* **TASK**: Filter the records for "DecodeSummary" and keep each line that has it.

————

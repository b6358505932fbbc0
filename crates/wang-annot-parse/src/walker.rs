//! Top-level block walker.
//!
//! A tag is an 8-byte header followed by `[i32 type][i32 size]` block pairs.
//! Default named blocks (type 2) update a baseline record inherited by every
//! later mark, attribute blocks (type 5) close the pending mark and open a
//! new one, and named blocks (type 6) update the open mark. Marks are handed
//! to the sink as they close. The first failure aborts the walk.

#[cfg(feature = "tracing")]
use tracing::{debug, trace, warn};
use wang_annot_core::{
    DecodeOptions, DecodeSummary, DecodeWarning, DecodeWarningCode, FormatVariant, MarkType,
    VariantPolicy,
};

use crate::cursor::Cursor;
use crate::error::DecodeError;
use crate::handler::AnnotationHandler;
use crate::record::{MarkRecord, NamedBlock};
use crate::structures::{
    read_char_string, read_dib, read_display_text, read_hyperlink, read_mark_attributes,
    read_named_block_header, read_points, read_rotation,
};
use crate::translator;

/// Encoded size of the tag header.
pub const TAG_HEADER_LEN: usize = 8;

/// Encoded size of a block type/size pair.
pub const BLOCK_PAIR_LEN: usize = 8;

const EXPECTED_ROTATION_SCALE: i32 = 1000;

/// Kind of a top-level block.
#[derive(Debug, Clone, Copy, PartialEq, Eq)]
pub enum BlockType {
    /// Type 2: a named block inherited by every following mark.
    DefaultNamedBlock,
    /// Type 5: the attributes opening a new mark.
    Attributes,
    /// Type 6: a named block of the open mark.
    NamedBlock,
    /// Any other type code.
    Invalid(i32),
}

impl BlockType {
    pub fn from_code(code: i32) -> Self {
        match code {
            2 => BlockType::DefaultNamedBlock,
            5 => BlockType::Attributes,
            6 => BlockType::NamedBlock,
            other => BlockType::Invalid(other),
        }
    }
}

/// Read the tag header and report the integer layout it announces.
pub fn read_header(cursor: &mut Cursor<'_>) -> Result<FormatVariant, DecodeError> {
    cursor.ensure(TAG_HEADER_LEN, "tag header")?;
    // reserved
    cursor.skip(4)?;
    Ok(FormatVariant::from_word(cursor.read_u32()?))
}

/// Read a block type/size pair.
///
/// Unknown type codes are returned as [`BlockType::Invalid`]; only a short
/// stream or a negative size fails here.
pub fn read_block_type(cursor: &mut Cursor<'_>) -> Result<(BlockType, usize), DecodeError> {
    cursor.ensure(BLOCK_PAIR_LEN, "block type")?;
    let code = cursor.read_i32()?;
    let size = cursor.read_i32()?;
    let size = usize::try_from(size).map_err(|_| DecodeError::InvalidValue {
        context: "block size",
        value: i64::from(size),
    })?;
    Ok((BlockType::from_code(code), size))
}

/// Decode an `OiAnoDat` payload, whose layout depends on the mark type.
pub fn decode_ano_dat(
    cursor: &mut Cursor<'_>,
    size: usize,
    kind: Option<MarkType>,
) -> Result<NamedBlock, DecodeError> {
    match kind {
        Some(mark_type) if mark_type.carries_points() => {
            read_points(cursor, size).map(NamedBlock::Points)
        }
        Some(mark_type) if mark_type.carries_rotation() => {
            read_rotation(cursor, size).map(NamedBlock::Rotation)
        }
        other => Err(DecodeError::AnoDatNotApplicable(other)),
    }
}

/// Read a named block: its 12-byte header, then the payload it announces.
///
/// `kind` is the type of the mark the block belongs to, if any.
pub fn read_named_block(
    cursor: &mut Cursor<'_>,
    declared: usize,
    kind: Option<MarkType>,
) -> Result<NamedBlock, DecodeError> {
    let header = read_named_block_header(cursor, declared)?;
    cursor.ensure(header.size, "named block payload")?;
    #[cfg(feature = "tracing")]
    trace!(name = %header.name, size = header.size, "named block");

    let size = header.size;
    match header.name.as_str() {
        "OiAnoDat" => decode_ano_dat(cursor, size, kind),
        "OiFilNam" => read_char_string(cursor, size).map(NamedBlock::Filename),
        "OiDIB" => read_dib(cursor, size).map(NamedBlock::Dib),
        "OiGroup" => read_char_string(cursor, size).map(NamedBlock::Group),
        "OiIndex" => read_char_string(cursor, size).map(NamedBlock::Index),
        "OiAnText" => read_display_text(cursor, size).map(NamedBlock::Text),
        "OiHypLnk" => read_hyperlink(cursor, size).map(NamedBlock::Hyperlink),
        _ => {
            cursor.skip(size)?;
            Ok(NamedBlock::Unknown {
                name: header.name,
                size,
            })
        }
    }
}

#[derive(Debug, Clone, Copy, PartialEq, Eq)]
enum Scope {
    Default,
    Mark,
}

/// State of one walk over a tag.
pub struct BlockWalker<'a, 'h, H: AnnotationHandler + ?Sized> {
    cursor: Cursor<'a>,
    handler: &'h mut H,
    options: &'h DecodeOptions,
    default: MarkRecord,
    current: MarkRecord,
    opened: usize,
    emitted: usize,
    blocks: usize,
    warnings: usize,
}

impl<'a, 'h, H: AnnotationHandler + ?Sized> BlockWalker<'a, 'h, H> {
    pub fn new(data: &'a [u8], handler: &'h mut H, options: &'h DecodeOptions) -> Self {
        Self {
            cursor: Cursor::new(data),
            handler,
            options,
            default: MarkRecord::new(),
            current: MarkRecord::new(),
            opened: 0,
            emitted: 0,
            blocks: 0,
            warnings: 0,
        }
    }

    /// Byte offset reached so far.
    pub fn position(&self) -> usize {
        self.cursor.position()
    }

    /// Walk the whole tag.
    pub fn run(&mut self) -> Result<DecodeSummary, DecodeError> {
        let input_len = self.cursor.available();
        if let Some(limit) = self.options.max_input_bytes.filter(|&limit| input_len > limit) {
            return Err(DecodeError::ResourceLimitExceeded {
                limit_name: "max_input_bytes",
                limit_value: limit,
                actual_value: input_len,
            });
        }

        if read_header(&mut self.cursor)? == FormatVariant::Legacy16 {
            match self.options.variant_policy {
                VariantPolicy::Reject => return Err(DecodeError::UnsupportedVariant),
                VariantPolicy::AssumeIntel32 => self.warn(DecodeWarning::new(
                    DecodeWarningCode::UnsupportedVariant,
                    "16-bit layout flag ignored, decoding as 32-bit",
                )),
            }
        }

        while !self.cursor.is_at_end() {
            self.step()?;
        }
        self.finish_mark()?;

        Ok(DecodeSummary {
            marks: self.emitted,
            blocks: self.blocks,
            warnings: self.warnings,
        })
    }

    fn step(&mut self) -> Result<(), DecodeError> {
        #[cfg(feature = "tracing")]
        let offset = self.cursor.position();
        let (block_type, size) = read_block_type(&mut self.cursor)?;
        self.cursor.ensure(size, "block")?;
        self.blocks += 1;
        #[cfg(feature = "tracing")]
        debug!(offset, ?block_type, size, "block");

        match block_type {
            BlockType::DefaultNamedBlock => self.named_block(size, Scope::Default),
            BlockType::Attributes => self.open_mark(size),
            BlockType::NamedBlock => self.named_block(size, Scope::Mark),
            BlockType::Invalid(code) => Err(DecodeError::InvalidBlockType(code)),
        }
    }

    /// Index of the open mark, if one has been opened.
    fn current_index(&self) -> Option<usize> {
        self.current
            .has_attributes()
            .then(|| self.opened.saturating_sub(1))
    }

    fn open_mark(&mut self, size: usize) -> Result<(), DecodeError> {
        if let Some(limit) = self.options.max_marks.filter(|&limit| self.opened >= limit) {
            return Err(DecodeError::ResourceLimitExceeded {
                limit_name: "max_marks",
                limit_value: limit,
                actual_value: self.opened + 1,
            });
        }

        self.finish_mark()?;

        let mut record = self.default.clone();
        record.attributes = Some(read_mark_attributes(&mut self.cursor, size)?);
        self.current = record;
        self.opened += 1;
        Ok(())
    }

    /// Hand the open mark, if any, to the sink.
    fn finish_mark(&mut self) -> Result<(), DecodeError> {
        let Some(index) = self.current_index() else {
            return Ok(());
        };
        translator::send(&self.current, index, &mut *self.handler)
            .map_err(|source| DecodeError::MarkRejected { index, source })?;
        self.emitted += 1;
        #[cfg(feature = "tracing")]
        debug!(
            index,
            mark_type = %self.current.mark_type().unwrap_or(MarkType::Invalid),
            "mark emitted"
        );
        Ok(())
    }

    fn named_block(&mut self, size: usize, scope: Scope) -> Result<(), DecodeError> {
        let (kind, mark_index) = match scope {
            Scope::Default => (None, None),
            Scope::Mark => (self.current.mark_type(), self.current_index()),
        };

        let block = read_named_block(&mut self.cursor, size, kind)?;
        self.inspect(&block, mark_index);

        match scope {
            Scope::Default => self.default.apply(block),
            Scope::Mark => self.current.apply(block),
        }
        Ok(())
    }

    /// Report oddities in a decoded block that do not stop the walk.
    fn inspect(&mut self, block: &NamedBlock, mark_index: Option<usize>) {
        let warning = match block {
            NamedBlock::Unknown { name, size } => DecodeWarning::new(
                DecodeWarningCode::UnknownNamedBlock,
                format!("skipped {size} bytes of unknown named block"),
            )
            .in_block(name.as_str()),
            NamedBlock::Rotation(rotation) if rotation.scale != EXPECTED_ROTATION_SCALE => {
                DecodeWarning::new(
                    DecodeWarningCode::UnexpectedRotationScale,
                    format!(
                        "rotation scale {}, expected {EXPECTED_ROTATION_SCALE}",
                        rotation.scale
                    ),
                )
                .in_block(block.name())
            }
            NamedBlock::Text(text) if !text.has_standard_orientation() => DecodeWarning::new(
                DecodeWarningCode::UnusualOrientation,
                format!(
                    "text orientation {} is not a multiple of 90 degrees",
                    text.orientation
                ),
            )
            .in_block(block.name()),
            _ => return,
        };
        self.warn(warning.for_mark(mark_index));
    }

    fn warn(&mut self, warning: DecodeWarning) {
        if !self.options.collect_warnings {
            return;
        }
        #[cfg(feature = "tracing")]
        trace!(code = %warning.code, "decode warning");
        self.warnings += 1;
        self.handler.on_warning(warning);
    }
}

/// Decode a complete tag, sending each mark to `handler` in stream order.
///
/// Marks emitted before a failure are not retracted.
pub fn decode<H: AnnotationHandler + ?Sized>(
    data: &[u8],
    handler: &mut H,
    options: &DecodeOptions,
) -> Result<DecodeSummary, DecodeError> {
    let mut walker = BlockWalker::new(data, handler, options);
    let result = walker.run();
    #[cfg(feature = "tracing")]
    if let Err(err) = &result {
        warn!(offset = walker.position(), error = %err, "annotation decode aborted");
    }
    result
}
//! wang-annot-core: Backend-independent data types for Wang annotations.
//!
//! This crate provides the decoded mark structures (attributes, text,
//! hyperlinks, rotation, DIB payloads), the annotation records handed to
//! sinks, and the error, warning and option types shared by the decoder.

pub mod annotation;
pub mod color;
pub mod dib;
pub mod error;
pub mod font;
pub mod geometry;
pub mod mark;
pub mod options;

pub use annotation::{
    Annotation, EmbeddedImageAnnotation, FreehandAnnotation, LineAnnotation, LinkAnnotation,
    PolygonAnnotation, RectangleAnnotation, RubberStampAnnotation, StickyNoteAnnotation,
    TextAnnotation,
};
pub use color::ColorTriple;
pub use dib::{BITMAP_INFO_HEADER_LEN, DibInfoHeader, DibPayload};
pub use error::{DecodeSummary, DecodeWarning, DecodeWarningCode, WangError};
pub use font::{FACE_NAME_LEN, FONT_DESCRIPTOR_LEN, FontDescriptor};
pub use geometry::{Bounds, PageGeometry, PixelRect, Point};
pub use mark::{DisplayText, Hyperlink, MarkAttributes, MarkInfo, MarkType, RotationInfo};
pub use options::{DecodeOptions, FormatVariant, VariantPolicy};

/// TIFF tag number of the Wang annotation blob.
pub const WANG_ANNOTATION_TAG: u16 = 32932;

————

* **TASK ANSWER**:
    DecodeOptions, DecodeSummary, DecodeWarning, DecodeWarningCode, FormatVariant, MarkType,
    pub fn run(&mut self) -> Result<DecodeSummary, DecodeError> {
        Ok(DecodeSummary {
) -> Result<DecodeSummary, DecodeError> {
pub use error::{DecodeSummary, DecodeWarning, DecodeWarningCode, WangError};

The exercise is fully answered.